Cell tropism of CDV strains. CHO, Vero, and B95a cells were infected with the HA7 strain or Onderstepoort strain of CDV at an MOI of 0.1. Cells were observed at 24 h after infection.

FIG. 2

CHO cell clones stably expressing SLAMs of various species. (A) CHO.Neo, CHO.B95aSLAM, and CHO.SLAM cells were stained with IPO-3 (solid profile) or mouse control IgG antibody (open profile), followed by staining with FITC-labeled goat anti-mouse IgG. (B) CHO.Neo, CHO.DogSLAMtag, and CHO.CowSLAMtag cells were stained with anti-influenza virus HA epitope MAb 12CA5 (solid profile) or mouse control IgG antibody (open profile), followed by staining with FITC-labeled goat anti-mouse IgG.

FIG. 3

CDV infection of marmoset SLAM-expressing CHO and B95a cells. CHO.Neo, CHO.B95aSLAM, and B95a cells were either untreated or treated with IPO-3 and then infected with the HA7 strain of CDV at an MOI of 0.5 (0.1 for B95a cells). Cells were observed at 24 h after infection.

FIG. 4

Predicted amino acid sequences of canine, bovine, and human SLAMs. Amino acid sequences of canine, bovine, and human SLAMs are aligned. Residues having similarity are shaded (dark shading, identical residues; light shading, conservative changes). The predicted signal peptides of respective SLAMs and transmembrane domain of human SLAM are underlined. Potential N-linked glycosylation sites are circled.

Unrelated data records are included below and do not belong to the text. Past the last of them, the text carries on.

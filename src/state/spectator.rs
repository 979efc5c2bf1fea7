use serde::{Deserialize, Serialize};
use utoipa::ToSchema;

use crate::state::server::ServerKey;

/// Command sent to connected spectator clients.
#[derive(Debug, Clone, PartialEq, Eq)]
pub enum SpectatorCommand {
    /// Join the given server.
    Join(ServerKey),
    /// Leave the halted phase.
    Release,
    /// Operator command forwarded as-is.
    Forward(ForwardedCommand),
}

/// Operator commands relayed verbatim to the spectator.
#[derive(Debug, Clone, Copy, PartialEq, Eq, Serialize, Deserialize, ToSchema)]
#[serde(rename_all = "snake_case")]
pub enum ForwardedCommand {
    /// Start streaming.
    Start,
    /// Stop streaming.
    Stop,
    /// Toggle debug options.
    Debug,
    /// Restart the game client.
    GameRestart,
    /// Stay on the current player for a while.
    RotationPause,
    /// Resume player rotation.
    RotationResume,
    /// Skip to the next player.
    NextPlayer,
    /// Respawn and restart spectating.
    Respawn,
    /// Disconnect and rejoin the current server.
    Rejoin,
}

impl ForwardedCommand {
    /// Wire name of the command.
    pub fn as_str(self) -> &'static str {
        match self {
            ForwardedCommand::Start => "start",
            ForwardedCommand::Stop => "stop",
            ForwardedCommand::Debug => "debug",
            ForwardedCommand::GameRestart => "game_restart",
            ForwardedCommand::RotationPause => "rotation_pause",
            ForwardedCommand::RotationResume => "rotation_resume",
            ForwardedCommand::NextPlayer => "next_player",
            ForwardedCommand::Respawn => "respawn",
            ForwardedCommand::Rejoin => "rejoin",
        }
    }

    /// Canned reply confirming the command.
    pub fn acknowledgement(self) -> &'static str {
        match self {
            ForwardedCommand::Start => "Yessir, stream will start shortly",
            ForwardedCommand::Stop => "If you say so... Stream will stop shortly",
            ForwardedCommand::Debug => "Guess I can do that. Toggling debug options.",
            ForwardedCommand::GameRestart => "Ok, will restart the game shortly",
            ForwardedCommand::RotationPause => "Roger, will stay on current player for 5 minutes",
            ForwardedCommand::RotationResume => "Confirmed, resuming player rotation",
            ForwardedCommand::NextPlayer => "Right away, skipping to next player",
            ForwardedCommand::Respawn => "Alright, will spawn and restart spectating shortly",
            ForwardedCommand::Rejoin => "Sure, will disconnect and rejoin server momentarily",
        }
    }
}

#[cfg(test)]
mod tests {
    use super::*;

    #[test]
    fn wire_names_match_serde() {
        for command in [
            ForwardedCommand::GameRestart,
            ForwardedCommand::RotationPause,
            ForwardedCommand::NextPlayer,
            ForwardedCommand::Rejoin,
        ] {
            let json = serde_json::to_string(&command).unwrap();
            assert_eq!(json, format!("\"{}\"", command.as_str()));
        }
    }
}
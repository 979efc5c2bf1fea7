/// Operator actions on the rotation and the spectator.
pub mod admin_service;
/// Chat announcement sinks.
pub mod announcer;
/// Event loop owning the rotation state.
pub mod controller;
/// OpenAPI documentation generation.
pub mod documentation;
/// Health check service.
pub mod health_service;
/// Read-only projections of the rotation.
pub mod public_service;
/// Wall-clock aligned timers.
pub mod scheduler;
/// Spectator WebSocket connection handling.
pub mod spectator_service;
/// Server-Sent Events streaming service.
pub mod sse_service;
//! Error types shared by the polling providers.

use reqwest::StatusCode;
use thiserror::Error;

/// Convenient result alias returning [`ProviderError`] failures.
pub type ProviderResult<T> = Result<T, ProviderError>;

/// Failures that can occur while looking up server state.
#[derive(Debug, Error)]
pub enum ProviderError {
    /// Building the HTTP client failed (invalid TLS setup, etc).
    #[error("failed to build provider client")]
    ClientBuilder {
        #[source]
        source: reqwest::Error,
    },
    /// A request could not be sent or timed out.
    #[error("failed to send provider request to `{path}`")]
    RequestSend {
        path: String,
        #[source]
        source: reqwest::Error,
    },
    /// The provider answered with an unexpected status code.
    #[error("unexpected provider response status {status} for `{path}`")]
    RequestStatus { path: String, status: StatusCode },
    /// Response payload could not be decoded.
    #[error("failed to decode provider response for `{path}`")]
    DecodeResponse {
        path: String,
        #[source]
        source: reqwest::Error,
    },
    /// The provider does not know the requested server.
    #[error("server `{address}` not found")]
    NotFound { address: String },
    /// A bulk listing failed, failing every lookup that depended on it.
    #[error("server listing failed: {reason}")]
    Listing { reason: String },
}
use axum::Router;

use crate::state::SharedState;

pub mod admin;
pub mod docs;
pub mod health;
pub mod public;
pub mod sse;
pub mod websocket;

/// Compose all route trees, wiring in shared state and documentation routes.
pub fn router(state: SharedState) -> Router<()> {
    let api_router = health::router()
        .merge(sse::router())
        .merge(websocket::router())
        .merge(public::router())
        .merge(admin::router(state.clone()));

    let docs_router = docs::router(state.clone());

    api_router.merge(docs_router).with_state(state)
}
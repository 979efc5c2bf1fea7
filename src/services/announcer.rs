//! Sinks for chat announcements.

use std::{sync::Arc, time::Duration};

use futures::future::BoxFuture;
use reqwest::Client;
use serde::Serialize;
use thiserror::Error;

use crate::{
    dto::sse::{AnnouncementEvent, ServerEvent},
    state::SseHub,
};

/// Failures while delivering an announcement.
#[derive(Debug, Error)]
pub enum AnnounceError {
    /// Building the HTTP client failed.
    #[error("failed to build announcement client")]
    ClientBuilder(#[source] reqwest::Error),
    /// The announcement payload could not be serialised.
    #[error("failed to serialise announcement")]
    Encode(#[from] serde_json::Error),
    /// The relay could not be reached.
    #[error("failed to reach announcement relay")]
    Send(#[source] reqwest::Error),
    /// The relay rejected the announcement.
    #[error("announcement relay answered with status {0}")]
    Status(reqwest::StatusCode),
}

/// Destination for plain-text chat announcements.
pub trait Announcer: Send + Sync {
    /// Deliver `message`.
    fn announce(&self, message: String) -> BoxFuture<'static, Result<(), AnnounceError>>;
}

/// Publishes announcements on the `/sse/announcements` stream.
pub struct SseAnnouncer {
    hub: Arc<SseHub>,
}

impl SseAnnouncer {
    /// Announce through `hub`.
    pub fn new(hub: Arc<SseHub>) -> Self {
        Self { hub }
    }
}

impl Announcer for SseAnnouncer {
    fn announce(&self, message: String) -> BoxFuture<'static, Result<(), AnnounceError>> {
        let result = ServerEvent::json(
            Some("announcement".to_string()),
            &AnnouncementEvent::new(message),
        )
        .map(|event| {
            self.hub.broadcast(event);
        })
        .map_err(AnnounceError::from);
        Box::pin(async move { result })
    }
}

#[derive(Serialize)]
struct WebhookPayload {
    message: String,
}

/// POSTs announcements to a relay bridging into the chat network.
pub struct WebhookAnnouncer {
    client: Client,
    url: Arc<str>,
}

impl WebhookAnnouncer {
    /// Relay announcements to `url`, failing requests after `timeout`.
    pub fn new(url: &str, timeout: Duration) -> Result<Self, AnnounceError> {
        let client = Client::builder()
            .timeout(timeout)
            .build()
            .map_err(AnnounceError::ClientBuilder)?;
        Ok(Self {
            client,
            url: Arc::from(url),
        })
    }
}

impl Announcer for WebhookAnnouncer {
    fn announce(&self, message: String) -> BoxFuture<'static, Result<(), AnnounceError>> {
        let request = self
            .client
            .post(self.url.as_ref())
            .json(&WebhookPayload { message });
        Box::pin(async move {
            let response = request.send().await.map_err(AnnounceError::Send)?;
            if response.status().is_success() {
                Ok(())
            } else {
                Err(AnnounceError::Status(response.status()))
            }
        })
    }
}

#[cfg(test)]
mod tests {
    use super::*;

    #[tokio::test]
    async fn sse_announcer_publishes_event() {
        let hub = Arc::new(SseHub::new(4));
        let mut receiver = hub.subscribe();
        let announcer = SseAnnouncer::new(hub);

        announcer
            .announce("Switching servers".to_string())
            .await
            .unwrap();

        let event = receiver.recv().await.unwrap();
        assert_eq!(event.event.as_deref(), Some("announcement"));
        assert!(event.data.contains("Switching servers"));
    }
}
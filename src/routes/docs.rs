use axum::Router;
use utoipa::OpenApi;
use utoipa_swagger_ui::SwaggerUi;

use crate::{services::documentation::ApiDoc, state::SharedState};

const OPENAPI_PATH: &str = "/api-doc/openapi.json";

/// Serve the Swagger UI at `/docs`, backed by the generated OpenAPI document.
pub fn router(state: SharedState) -> Router<SharedState> {
    let ui: Router<SharedState> = SwaggerUi::new("/docs")
        .url(OPENAPI_PATH, ApiDoc::openapi())
        .into();

    ui.with_state(state)
}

Cysteine residues predicted to make disulfide bonds in the Ig C2 domain are indicated by asterisks. Tyrosine-based signaling motifs are boxed. Spaces (indicated by dashes) were introduced for optimal comparison.

FIG. 5

CDV and RPV infections of SLAM-expressing CHO cell clones. CHO.Neo, CHO.DogSLAMtag, CHO.SLAM, and CHO.CowSLAMtag cells were infected with the HA7 or Onderstepoort strain of CDV or Ako strain of RPV at an MOI of 0.1. Cells were observed at 24 h after infection with CDV strains or at 12 h after infection with the RPV strain.

FIG. 6

Infectivities of pseudotype viruses on CHO cells expressing canine, bovine, or human SLAM. The indicated CHO cell clones were infected with VSVΔG*-G, VSVΔG*-OPHF, VSVΔG*-HA7HF, VSVΔG*-EdHF, VSVΔG*-KAHF, or VSVΔG* (A) or with VSVΔG*-G or VSVΔG*-KOHF (B), and infectious titers were measured by counting the number of GFP-expressing cells.